Troels Wendelbo, people partner at LEGO Group, has been developing a new theory about learning NPS (Net Promoter Score). Many of us in the L&D field use NPS to measure our learners' satisfaction with what we have provided them, but Troels's vision is to evolve this measure so that we can use NPS logic as an indicator of overall employee sentiment in regards to “opportunities to learn and develop in one's current job/everyday work situation.”

As you may know, the NPS measure uses scores of 1 to 10 in response to the question “How likely is it that you would recommend this learning experience to a friend or colleague?” The scoring emphasizes only those who clearly loved the process by calling respondents who give it a 9 or 10 “promoters.” Those who give it only a 7 or 8 are “passives.” All other ratings from 1 to 6 are “detractors.”

As learning providers, we can agree it is a tough measure!

NPS and the democratization of learning

One of the strongest trends in learning today is democratization: making learning available to everyone, through digital offerings (Nomadic's semi-synchronous academies are one example). As we scale learning across the organization, we are finding some learners are highly engaged and immediately become promoters, while others seem to be passive and not particularly engaged.

Troels is wondering how we can get the “learning passives” to become “learning promoters.” His hypothesis is that a lot of the learning offering, pitching, and feedback we normally do is overly focused on those who are already “learning promoters.” Yet 50–60% of our learners are “learning passives”: they’re sitting on the fence, often with good intentions, but finding it difficult to create time for learning amidst the grind of their daily tasks.
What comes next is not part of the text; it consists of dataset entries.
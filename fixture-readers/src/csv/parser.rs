//! Conversion between CSV fields and cell values

use fixture_core::Value;

/// Value of one CSV field; the null token reads as [`Value::Null`]
pub fn parse_field(field: &str, null_token: &str) -> Value {
    if field == null_token {
        Value::Null
    } else {
        Value::Text(field.to_string())
    }
}

/// CSV field text for a value
pub fn format_value(value: &Value, null_token: &str) -> String {
    match value {
        Value::Null => null_token.to_string(),
        other => other.to_string(),
    }
}

/// Table names listed by an ordering file, one per line
///
/// Blank lines and lines starting with `#` are skipped.
pub fn parse_ordering(text: &str) -> Vec<String> {
    text.lines()
        .map(str::trim)
        .filter(|line| !line.is_empty() && !line.starts_with('#'))
        .map(str::to_string)
        .collect()
}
Troels hypothesizes that for these “learning passives,” the democratization of learning offering has not helped this situation. If anything, it has just built more frustration and feeling left behind in comparison to the “promoters” who are explicitly or implicitly praised in our language of ongoing capability building, "future workforce," and "learner mindset." Often, the majority of our learners fall into this more passive camp. For this reason, ensuring we are serving them with our learner communications, our learner engagement strategies, and the way we deliver the learning experience is essential.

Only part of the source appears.